PROVIDED INFORMATION =>
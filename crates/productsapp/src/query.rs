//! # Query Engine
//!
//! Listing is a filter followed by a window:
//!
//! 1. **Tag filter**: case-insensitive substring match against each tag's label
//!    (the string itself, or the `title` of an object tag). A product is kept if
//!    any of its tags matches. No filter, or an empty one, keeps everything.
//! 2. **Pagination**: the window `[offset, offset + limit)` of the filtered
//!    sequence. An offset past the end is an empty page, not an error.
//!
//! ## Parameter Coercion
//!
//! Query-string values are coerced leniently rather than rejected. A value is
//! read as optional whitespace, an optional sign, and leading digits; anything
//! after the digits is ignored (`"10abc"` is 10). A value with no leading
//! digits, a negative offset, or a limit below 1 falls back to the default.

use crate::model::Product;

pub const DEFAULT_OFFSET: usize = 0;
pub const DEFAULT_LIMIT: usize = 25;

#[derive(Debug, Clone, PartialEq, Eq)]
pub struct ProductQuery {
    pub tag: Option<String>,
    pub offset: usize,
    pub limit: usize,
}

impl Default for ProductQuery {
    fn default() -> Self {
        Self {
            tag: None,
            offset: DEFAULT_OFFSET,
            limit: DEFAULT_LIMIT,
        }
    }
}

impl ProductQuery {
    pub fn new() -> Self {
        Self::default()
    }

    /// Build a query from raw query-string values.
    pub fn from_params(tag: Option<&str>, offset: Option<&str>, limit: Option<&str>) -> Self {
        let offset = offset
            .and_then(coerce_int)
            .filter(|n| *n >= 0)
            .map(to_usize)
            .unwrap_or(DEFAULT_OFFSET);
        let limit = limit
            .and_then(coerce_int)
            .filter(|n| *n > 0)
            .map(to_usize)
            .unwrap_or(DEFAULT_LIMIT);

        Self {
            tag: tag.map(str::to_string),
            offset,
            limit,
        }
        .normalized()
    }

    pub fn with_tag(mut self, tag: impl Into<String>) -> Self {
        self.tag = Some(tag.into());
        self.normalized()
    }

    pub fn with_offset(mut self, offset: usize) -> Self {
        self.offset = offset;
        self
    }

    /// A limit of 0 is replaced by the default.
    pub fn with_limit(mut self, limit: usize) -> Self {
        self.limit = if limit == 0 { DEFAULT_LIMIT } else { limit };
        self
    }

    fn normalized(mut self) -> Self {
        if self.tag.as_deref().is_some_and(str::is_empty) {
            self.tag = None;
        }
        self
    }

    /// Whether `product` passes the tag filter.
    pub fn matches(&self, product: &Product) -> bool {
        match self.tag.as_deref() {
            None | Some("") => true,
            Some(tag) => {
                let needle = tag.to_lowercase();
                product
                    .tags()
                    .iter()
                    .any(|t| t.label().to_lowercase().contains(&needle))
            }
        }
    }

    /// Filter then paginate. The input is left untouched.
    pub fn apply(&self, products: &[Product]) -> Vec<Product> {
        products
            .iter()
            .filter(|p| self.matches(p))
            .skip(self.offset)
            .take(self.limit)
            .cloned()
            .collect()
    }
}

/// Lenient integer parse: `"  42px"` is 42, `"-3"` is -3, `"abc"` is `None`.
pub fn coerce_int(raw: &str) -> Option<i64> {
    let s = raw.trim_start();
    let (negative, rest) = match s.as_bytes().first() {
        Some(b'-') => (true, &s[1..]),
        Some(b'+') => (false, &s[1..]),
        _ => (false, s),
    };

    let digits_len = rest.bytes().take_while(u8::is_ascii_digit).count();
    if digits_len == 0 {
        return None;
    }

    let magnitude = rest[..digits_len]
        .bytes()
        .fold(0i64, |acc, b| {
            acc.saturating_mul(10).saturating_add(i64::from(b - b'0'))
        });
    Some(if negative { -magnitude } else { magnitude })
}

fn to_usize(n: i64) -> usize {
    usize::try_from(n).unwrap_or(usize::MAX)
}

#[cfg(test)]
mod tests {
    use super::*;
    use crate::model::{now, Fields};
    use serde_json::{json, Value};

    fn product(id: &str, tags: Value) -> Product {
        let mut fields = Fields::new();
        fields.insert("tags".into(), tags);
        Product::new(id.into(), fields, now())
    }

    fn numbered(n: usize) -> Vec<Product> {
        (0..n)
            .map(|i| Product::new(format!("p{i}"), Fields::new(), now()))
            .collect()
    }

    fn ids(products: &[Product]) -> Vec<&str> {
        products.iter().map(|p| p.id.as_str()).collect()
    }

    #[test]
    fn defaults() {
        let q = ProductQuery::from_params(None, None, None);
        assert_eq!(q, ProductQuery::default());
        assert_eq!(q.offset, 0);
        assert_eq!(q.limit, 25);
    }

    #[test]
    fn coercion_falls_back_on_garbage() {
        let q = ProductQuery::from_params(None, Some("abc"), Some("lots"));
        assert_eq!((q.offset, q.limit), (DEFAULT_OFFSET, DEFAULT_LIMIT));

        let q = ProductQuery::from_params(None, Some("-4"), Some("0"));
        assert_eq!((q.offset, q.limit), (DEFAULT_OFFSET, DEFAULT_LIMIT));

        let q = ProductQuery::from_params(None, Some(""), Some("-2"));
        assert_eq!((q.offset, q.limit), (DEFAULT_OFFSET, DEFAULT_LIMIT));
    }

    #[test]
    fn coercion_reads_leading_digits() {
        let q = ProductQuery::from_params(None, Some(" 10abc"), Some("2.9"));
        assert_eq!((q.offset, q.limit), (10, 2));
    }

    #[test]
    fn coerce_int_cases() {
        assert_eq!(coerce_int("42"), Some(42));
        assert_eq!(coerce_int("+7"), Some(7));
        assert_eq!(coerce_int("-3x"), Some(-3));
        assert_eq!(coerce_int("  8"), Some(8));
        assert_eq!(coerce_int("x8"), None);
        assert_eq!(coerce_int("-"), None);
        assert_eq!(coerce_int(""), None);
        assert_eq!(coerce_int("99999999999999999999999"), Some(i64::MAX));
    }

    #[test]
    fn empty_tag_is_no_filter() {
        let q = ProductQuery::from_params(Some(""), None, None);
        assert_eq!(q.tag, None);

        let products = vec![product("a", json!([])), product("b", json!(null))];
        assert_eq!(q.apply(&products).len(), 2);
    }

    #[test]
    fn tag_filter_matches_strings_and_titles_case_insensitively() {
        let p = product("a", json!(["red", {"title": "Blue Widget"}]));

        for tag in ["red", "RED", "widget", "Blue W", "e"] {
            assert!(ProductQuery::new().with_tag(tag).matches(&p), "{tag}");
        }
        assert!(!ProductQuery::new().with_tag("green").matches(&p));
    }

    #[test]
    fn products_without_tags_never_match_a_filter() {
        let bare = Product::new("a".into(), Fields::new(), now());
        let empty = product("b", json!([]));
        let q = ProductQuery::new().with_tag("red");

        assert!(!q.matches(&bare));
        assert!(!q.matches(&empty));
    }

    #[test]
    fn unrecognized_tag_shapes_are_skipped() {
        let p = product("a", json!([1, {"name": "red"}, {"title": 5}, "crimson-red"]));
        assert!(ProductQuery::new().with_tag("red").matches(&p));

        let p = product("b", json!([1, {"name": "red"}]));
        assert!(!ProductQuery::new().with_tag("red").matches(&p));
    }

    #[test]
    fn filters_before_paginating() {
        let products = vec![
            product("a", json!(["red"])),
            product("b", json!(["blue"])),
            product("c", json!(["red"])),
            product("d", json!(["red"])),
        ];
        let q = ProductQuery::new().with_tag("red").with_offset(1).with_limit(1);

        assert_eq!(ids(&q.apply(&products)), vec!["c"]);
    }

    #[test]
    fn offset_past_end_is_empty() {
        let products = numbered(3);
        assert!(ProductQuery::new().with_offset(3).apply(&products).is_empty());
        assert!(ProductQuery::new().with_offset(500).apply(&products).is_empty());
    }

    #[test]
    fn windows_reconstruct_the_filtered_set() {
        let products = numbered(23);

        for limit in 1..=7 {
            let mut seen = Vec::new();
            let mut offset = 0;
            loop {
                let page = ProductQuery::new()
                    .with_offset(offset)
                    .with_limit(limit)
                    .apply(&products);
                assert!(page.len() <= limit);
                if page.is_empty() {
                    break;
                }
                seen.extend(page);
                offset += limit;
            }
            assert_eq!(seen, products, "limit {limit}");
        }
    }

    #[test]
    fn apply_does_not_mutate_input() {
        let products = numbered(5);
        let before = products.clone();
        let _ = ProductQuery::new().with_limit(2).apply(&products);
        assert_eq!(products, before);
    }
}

==

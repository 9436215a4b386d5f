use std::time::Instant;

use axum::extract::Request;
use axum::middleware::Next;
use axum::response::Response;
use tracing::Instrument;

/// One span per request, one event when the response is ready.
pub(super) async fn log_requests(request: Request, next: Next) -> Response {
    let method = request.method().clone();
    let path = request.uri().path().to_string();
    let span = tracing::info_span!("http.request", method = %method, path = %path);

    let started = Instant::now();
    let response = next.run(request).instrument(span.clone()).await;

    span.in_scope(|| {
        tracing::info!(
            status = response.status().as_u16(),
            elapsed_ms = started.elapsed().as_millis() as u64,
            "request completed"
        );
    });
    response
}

TASK DESCRIPTION => Using the material above, gather every line that includes "page".

PROBLEM SOLUTION =>
//!    sequence. An offset past the end is an empty page, not an error.
                let page = ProductQuery::new()
                assert!(page.len() <= limit);
                if page.is_empty() {
                seen.extend(page);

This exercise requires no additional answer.